Task statement: In the entries that follow, which lines hold the string "Returns"? List them.

(Listed entries)

//! The three-set reference example.
//!
//! `A = {1,2,3,4}`, `B = {3,4,5,6}`, `C = {1,3,4,6,7}`.

use setlap_core::Set;

/// Returns the sets `A`, `B` and `C`.
pub fn three_sets() -> Vec<Set<u32>> {
    vec![
        Set::new("A", vec![1, 2, 3, 4]),
        Set::new("B", vec![3, 4, 5, 6]),
        Set::new("C", vec![1, 3, 4, 6, 7]),
    ]
}

/// Returns the same data as tagged elements, plus element `8` in no set.
pub fn three_tagged() -> Vec<(u32, Vec<&'static str>)> {
    vec![
        (1, vec!["A", "C"]),
        (2, vec!["A"]),
        (3, vec!["A", "B", "C"]),
        (4, vec!["A", "B", "C"]),
        (5, vec!["B"]),
        (6, vec!["B", "C"]),
        (7, vec!["C"]),
        (8, vec![]),
    ]
}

(End Listed entries)

Task output:
/// Returns the sets `A`, `B` and `C`.
/// Returns the same data as tagged elements, plus element `8` in no set.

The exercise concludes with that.